## What you are asked to do
Each line that includes the word "else" should be copied from the records.
[Dataset entries — start]
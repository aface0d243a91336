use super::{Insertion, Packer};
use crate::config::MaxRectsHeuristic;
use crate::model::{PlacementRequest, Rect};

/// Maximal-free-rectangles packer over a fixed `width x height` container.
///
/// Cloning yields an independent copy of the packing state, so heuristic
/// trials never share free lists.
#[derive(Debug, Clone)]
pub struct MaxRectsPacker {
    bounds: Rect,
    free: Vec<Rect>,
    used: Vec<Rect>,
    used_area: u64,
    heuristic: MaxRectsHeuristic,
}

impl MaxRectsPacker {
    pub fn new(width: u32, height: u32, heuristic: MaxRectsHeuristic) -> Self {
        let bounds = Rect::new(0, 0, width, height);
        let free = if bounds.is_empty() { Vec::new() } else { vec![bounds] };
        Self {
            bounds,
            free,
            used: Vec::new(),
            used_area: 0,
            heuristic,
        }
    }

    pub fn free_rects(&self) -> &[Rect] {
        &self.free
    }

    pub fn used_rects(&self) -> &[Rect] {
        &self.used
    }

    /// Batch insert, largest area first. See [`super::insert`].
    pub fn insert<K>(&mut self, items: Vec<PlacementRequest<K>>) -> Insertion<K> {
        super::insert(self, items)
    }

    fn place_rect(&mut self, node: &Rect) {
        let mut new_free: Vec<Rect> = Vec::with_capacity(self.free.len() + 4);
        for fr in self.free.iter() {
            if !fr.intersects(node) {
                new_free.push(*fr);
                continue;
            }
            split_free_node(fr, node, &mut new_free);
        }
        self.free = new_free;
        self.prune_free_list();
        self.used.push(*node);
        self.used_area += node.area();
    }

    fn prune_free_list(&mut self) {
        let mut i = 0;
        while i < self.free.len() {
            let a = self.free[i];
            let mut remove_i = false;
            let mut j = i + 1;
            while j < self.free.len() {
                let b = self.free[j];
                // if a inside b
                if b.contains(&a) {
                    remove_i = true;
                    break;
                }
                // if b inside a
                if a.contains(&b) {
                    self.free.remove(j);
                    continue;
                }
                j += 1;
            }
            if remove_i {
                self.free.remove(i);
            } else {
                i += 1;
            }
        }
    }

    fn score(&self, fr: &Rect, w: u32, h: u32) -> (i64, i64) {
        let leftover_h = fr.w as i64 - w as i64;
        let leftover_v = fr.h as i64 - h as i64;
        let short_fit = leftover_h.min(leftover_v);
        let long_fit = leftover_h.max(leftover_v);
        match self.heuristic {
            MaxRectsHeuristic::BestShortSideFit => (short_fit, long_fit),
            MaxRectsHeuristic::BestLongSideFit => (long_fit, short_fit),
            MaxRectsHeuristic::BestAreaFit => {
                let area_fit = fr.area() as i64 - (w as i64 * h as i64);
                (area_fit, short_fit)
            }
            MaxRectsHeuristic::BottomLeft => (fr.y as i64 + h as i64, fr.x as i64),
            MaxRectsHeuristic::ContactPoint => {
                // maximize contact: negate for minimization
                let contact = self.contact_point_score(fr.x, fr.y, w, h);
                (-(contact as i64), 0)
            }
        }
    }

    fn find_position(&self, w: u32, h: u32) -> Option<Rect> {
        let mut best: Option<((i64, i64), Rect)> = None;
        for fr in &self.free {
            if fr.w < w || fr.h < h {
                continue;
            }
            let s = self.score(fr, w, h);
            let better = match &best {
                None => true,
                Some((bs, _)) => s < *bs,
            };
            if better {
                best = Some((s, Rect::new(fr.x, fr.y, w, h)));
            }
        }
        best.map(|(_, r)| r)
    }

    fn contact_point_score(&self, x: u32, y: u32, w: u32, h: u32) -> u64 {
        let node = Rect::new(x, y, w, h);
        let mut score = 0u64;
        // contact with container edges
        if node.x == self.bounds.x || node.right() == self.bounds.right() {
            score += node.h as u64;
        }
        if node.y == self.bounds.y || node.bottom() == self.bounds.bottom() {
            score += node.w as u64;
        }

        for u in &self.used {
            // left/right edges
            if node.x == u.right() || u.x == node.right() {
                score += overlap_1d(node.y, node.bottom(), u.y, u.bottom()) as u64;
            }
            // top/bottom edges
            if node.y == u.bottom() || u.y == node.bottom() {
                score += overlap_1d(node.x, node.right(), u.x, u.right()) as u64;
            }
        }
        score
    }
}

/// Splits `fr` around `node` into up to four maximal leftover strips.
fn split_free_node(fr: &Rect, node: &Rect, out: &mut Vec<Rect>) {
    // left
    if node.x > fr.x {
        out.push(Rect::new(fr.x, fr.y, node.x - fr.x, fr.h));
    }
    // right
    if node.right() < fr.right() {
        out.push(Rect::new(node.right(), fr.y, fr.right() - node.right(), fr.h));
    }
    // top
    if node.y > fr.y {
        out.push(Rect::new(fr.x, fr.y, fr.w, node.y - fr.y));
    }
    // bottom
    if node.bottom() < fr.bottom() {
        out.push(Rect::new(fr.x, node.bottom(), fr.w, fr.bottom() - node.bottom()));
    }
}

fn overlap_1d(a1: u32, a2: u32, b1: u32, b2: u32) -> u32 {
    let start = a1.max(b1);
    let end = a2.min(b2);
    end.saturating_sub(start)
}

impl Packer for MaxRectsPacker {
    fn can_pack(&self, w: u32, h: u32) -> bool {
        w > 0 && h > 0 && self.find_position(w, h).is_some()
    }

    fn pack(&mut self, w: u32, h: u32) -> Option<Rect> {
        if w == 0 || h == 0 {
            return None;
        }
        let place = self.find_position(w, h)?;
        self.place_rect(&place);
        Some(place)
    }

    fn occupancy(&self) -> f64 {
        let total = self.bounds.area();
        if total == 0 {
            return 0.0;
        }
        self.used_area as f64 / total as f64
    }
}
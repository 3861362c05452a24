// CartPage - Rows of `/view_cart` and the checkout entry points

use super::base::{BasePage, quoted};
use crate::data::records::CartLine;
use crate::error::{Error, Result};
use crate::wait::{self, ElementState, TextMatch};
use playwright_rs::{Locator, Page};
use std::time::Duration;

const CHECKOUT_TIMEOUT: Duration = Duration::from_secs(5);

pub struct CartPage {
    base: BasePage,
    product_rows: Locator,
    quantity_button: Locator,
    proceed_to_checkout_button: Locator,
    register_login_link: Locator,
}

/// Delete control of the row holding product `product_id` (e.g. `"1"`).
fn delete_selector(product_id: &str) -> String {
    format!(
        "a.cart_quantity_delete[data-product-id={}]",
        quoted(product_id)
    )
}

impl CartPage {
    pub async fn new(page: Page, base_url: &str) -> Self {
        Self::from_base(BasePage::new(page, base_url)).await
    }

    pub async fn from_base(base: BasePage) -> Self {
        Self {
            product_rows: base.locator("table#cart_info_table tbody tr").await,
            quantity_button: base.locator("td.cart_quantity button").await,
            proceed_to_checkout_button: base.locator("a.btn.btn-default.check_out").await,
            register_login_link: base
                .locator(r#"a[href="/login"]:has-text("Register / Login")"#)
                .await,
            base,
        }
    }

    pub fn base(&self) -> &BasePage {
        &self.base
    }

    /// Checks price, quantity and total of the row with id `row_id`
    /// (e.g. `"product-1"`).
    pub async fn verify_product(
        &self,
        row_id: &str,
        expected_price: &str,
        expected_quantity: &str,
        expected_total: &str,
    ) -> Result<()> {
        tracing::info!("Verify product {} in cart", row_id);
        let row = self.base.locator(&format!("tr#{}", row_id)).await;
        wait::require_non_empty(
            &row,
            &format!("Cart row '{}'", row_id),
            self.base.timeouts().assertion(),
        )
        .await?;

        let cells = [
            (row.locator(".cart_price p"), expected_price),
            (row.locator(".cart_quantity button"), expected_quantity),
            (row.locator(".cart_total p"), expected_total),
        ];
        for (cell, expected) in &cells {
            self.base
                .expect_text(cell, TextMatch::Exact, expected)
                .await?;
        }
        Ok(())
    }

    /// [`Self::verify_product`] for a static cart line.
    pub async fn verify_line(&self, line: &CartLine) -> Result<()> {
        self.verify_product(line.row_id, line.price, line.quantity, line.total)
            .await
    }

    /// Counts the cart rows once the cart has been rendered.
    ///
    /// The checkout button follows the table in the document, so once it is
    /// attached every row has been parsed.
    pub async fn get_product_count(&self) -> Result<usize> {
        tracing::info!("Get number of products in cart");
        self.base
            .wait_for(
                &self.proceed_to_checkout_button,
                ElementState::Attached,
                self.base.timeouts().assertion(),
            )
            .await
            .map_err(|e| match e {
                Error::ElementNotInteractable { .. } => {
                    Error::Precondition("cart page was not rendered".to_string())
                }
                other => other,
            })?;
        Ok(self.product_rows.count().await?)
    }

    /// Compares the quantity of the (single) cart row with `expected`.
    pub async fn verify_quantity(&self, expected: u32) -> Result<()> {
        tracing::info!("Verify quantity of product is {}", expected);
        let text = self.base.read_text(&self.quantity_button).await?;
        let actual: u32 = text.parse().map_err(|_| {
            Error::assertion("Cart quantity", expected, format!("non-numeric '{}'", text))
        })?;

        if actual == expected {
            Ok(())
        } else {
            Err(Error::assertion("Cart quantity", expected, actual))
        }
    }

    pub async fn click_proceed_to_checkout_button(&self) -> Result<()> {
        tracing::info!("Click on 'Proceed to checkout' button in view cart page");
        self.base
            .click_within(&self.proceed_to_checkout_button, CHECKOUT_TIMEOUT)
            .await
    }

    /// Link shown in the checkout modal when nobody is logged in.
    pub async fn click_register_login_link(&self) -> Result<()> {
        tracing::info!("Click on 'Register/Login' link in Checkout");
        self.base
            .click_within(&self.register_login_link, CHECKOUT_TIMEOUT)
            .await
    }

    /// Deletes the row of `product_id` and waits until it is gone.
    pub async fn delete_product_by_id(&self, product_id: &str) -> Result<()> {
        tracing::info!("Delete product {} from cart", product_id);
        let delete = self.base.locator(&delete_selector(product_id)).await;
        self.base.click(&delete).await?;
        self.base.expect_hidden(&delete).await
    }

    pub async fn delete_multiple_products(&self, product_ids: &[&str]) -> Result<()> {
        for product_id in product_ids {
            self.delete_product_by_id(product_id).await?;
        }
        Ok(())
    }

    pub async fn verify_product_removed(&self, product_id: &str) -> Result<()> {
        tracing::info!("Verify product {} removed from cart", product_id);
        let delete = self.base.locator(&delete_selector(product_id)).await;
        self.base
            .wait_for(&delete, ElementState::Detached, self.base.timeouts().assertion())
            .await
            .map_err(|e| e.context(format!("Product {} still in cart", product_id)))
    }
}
[Dataset entries — finish]
## Result
        let free = if bounds.is_empty() { Vec::new() } else { vec![bounds] };
            } else {
        } else {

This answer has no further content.